庄 子:此生,庄周是也。长年在外,跋山涉水,察人情世态,观日月星辰,以求天道。岂不知,道可道,非常道,心中毕竟放不下娇妻独守空房。于是乎,一时性起,便买通了巫师,佯装暴病身亡,令人抬上棺木一口,沿途吹吹打打,前往家中报丧!(下)

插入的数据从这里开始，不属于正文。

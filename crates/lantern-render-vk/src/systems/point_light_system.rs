// SPDX-License-Identifier: CEPL-1.0
use std::mem::size_of;
use std::sync::Arc;

use anyhow::Result;
use ash::vk;
use lantern_render::{collect_point_lights, lights_back_to_front, GlobalUbo, PointLightPushConstants};

use crate::device::Device;
use crate::frame_info::FrameInfo;
use crate::pipeline::{Pipeline, PipelineConfig, PipelineLayout};
use crate::shaders::ShaderSource;

/// Billboarded light markers. The quad is generated in the vertex shader,
/// so the pipeline has no vertex input; markers are alpha blended and drawn
/// back to front.
pub struct PointLightSystem {
    device: Arc<Device>,
    pipeline: Pipeline,
    layout: PipelineLayout,
}

impl PointLightSystem {
    pub fn new(
        device: Arc<Device>,
        render_pass: vk::RenderPass,
        global_set_layout: vk::DescriptorSetLayout,
        shaders: ShaderSource<'_>,
    ) -> Result<Self> {
        let layout = PipelineLayout::new(
            device.clone(),
            &[global_set_layout],
            size_of::<PointLightPushConstants>() as u32,
        )?;
        let mut config = PipelineConfig {
            pipeline_layout: layout.handle(),
            render_pass,
            ..Default::default()
        };
        config.enable_alpha_blending();
        config.without_vertex_input();
        let pipeline = Pipeline::new(
            device.clone(),
            &shaders.load("point_light.vert")?,
            &shaders.load("point_light.frag")?,
            &config,
        )?;
        Ok(Self {
            device,
            pipeline,
            layout,
        })
    }

    /// Copies every light in the scene into `ubo`.
    pub fn update(&self, frame: &FrameInfo<'_>, ubo: &mut GlobalUbo) {
        collect_point_lights(frame.scene, ubo);
    }

    pub fn render(&self, frame: &FrameInfo<'_>) {
        let lights = lights_back_to_front(frame.scene, frame.camera.position());
        if lights.is_empty() {
            return;
        }

        let cmd = frame.command_buffer;
        self.pipeline.bind(cmd);
        unsafe {
            self.device.handle().cmd_bind_descriptor_sets(
                cmd,
                vk::PipelineBindPoint::GRAPHICS,
                self.layout.handle(),
                0,
                &[frame.global_descriptor_set],
                &[],
            );
        }

        for obj in lights {
            let Some(light) = obj.point_light else {
                continue;
            };
            let push = PointLightPushConstants::new(
                obj.transform.translation.extend(1.0),
                obj.color.extend(light.intensity),
                obj.transform.scale.x,
            );
            self.layout.push(cmd, &push);
            unsafe { self.device.handle().cmd_draw(cmd, 6, 1, 0, 0) };
        }
    }
}
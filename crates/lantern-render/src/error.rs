// SPDX-License-Identifier: CEPL-1.0
use std::path::PathBuf;

use thiserror::Error;

/// Fatal renderer errors. None of these are retried: they indicate a
/// programming, configuration or asset problem.
#[derive(Error, Debug)]
pub enum RenderError {
    #[error("cannot create pipeline: no pipeline layout provided")]
    MissingPipelineLayout,

    #[error("cannot create pipeline: no render pass provided")]
    MissingRenderPass,

    #[error("swapchain image or depth format changed across recreation")]
    SwapchainFormatChanged,

    #[error("descriptor pool exhausted")]
    DescriptorPoolExhausted,

    #[error("failed to read shader `{}`", path.display())]
    ShaderRead {
        path: PathBuf,
        #[source]
        source: std::io::Error,
    },

    #[error("failed to open mesh `{}`", path.display())]
    MeshOpen {
        path: PathBuf,
        #[source]
        source: std::io::Error,
    },

    #[error("failed to load mesh `{}`", path.display())]
    MeshLoad {
        path: PathBuf,
        #[source]
        source: tobj::LoadError,
    },

    #[error("mesh needs at least 3 vertices, got {0}")]
    TooFewVertices(usize),

    #[error("no suitable physical device/queue family")]
    NoSuitableDevice,

    #[error("no memory type matches filter {type_filter:#b} with {properties}")]
    NoSuitableMemoryType { type_filter: u32, properties: String },

    #[error("none of the candidate formats is supported")]
    NoSupportedFormat,

    #[error("buffer is already mapped")]
    AlreadyMapped,

    #[error("buffer is not mapped")]
    NotMapped,

    #[error("{len} bytes at offset {offset} exceed buffer size {size}")]
    OutOfBounds { len: u64, offset: u64, size: u64 },
}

[巫师赤脚,缠头,袒胸、露臂、饰以花纹,领帮手四人,抬棺材一口,在吹打乐声中上。
巫 师:(唱)魂灵啊,莫要去东方。
众帮手:(和)莫要去东方。
巫 师:(唱)东方有恶鬼!
众帮手:(和)东方有恶鬼。
巫 师:(唱)魂灵啊,莫要去西方,
从帮手:(和)莫要去西方。
巫 师:(唱)西方有魔怪,
众帮手:(和)西方有魔怪!
[巫师和众帮手下。
[庄妻扮演者红衣长裙,打击乐声中上,导板。
庄妻的扮演者:此女,乃庄周之妻。日也盼,夜也盼,盼的是良人知返。这喜鹊早起在枝头上连声叫,莫不是我的那个他今个儿到。(翘首张望)常言说,女为悦己者容,待我快去梳妆打扮一番。(下)
[巫师和众帮手戴脸壳在吹打声中抬棺木上。
巫 师:(唱)魂灵啊,去不得北方。
众帮手:(和)去不得北方。
巫 师:(唱)冻得直哆嗦!
[庄妻插玉簪,穿绣鞋,在打击乐声中上,垛板。庄妻见棺木,却步,变色,惊呆。
巫 师:(唱)魂灵啊,南方也去不得,
众帮手:(和)去不得!去不得!
巫 师:(唱)日头通红赛火烤,
众帮手:(和)一烧就焦!一烧就焦!
[众人歇下棺木,庄妻抚棺失声痛哭。
巫 师:(唱)魂灵啊,就守在堂屋里。
众帮手:(和)就守在堂屋里。
巫 师:(唱)屋里阴凉好困觉,
众帮手:是的哟,阴凉好困觉。
巫 师:(取下脸壳,伸手)好了。大娘子,把两个辛苦钱。
[庄妻从腰围里摸出几枚蚁鼻钱,给巫师。巫师在掌上掂量。
众帮手:(纷纷)这大热天,不容易啊。要不是看先生面上,鬼才抬哟!还不是野地里暴尸,狼叼、狗啃,要不就臭了,烂掉……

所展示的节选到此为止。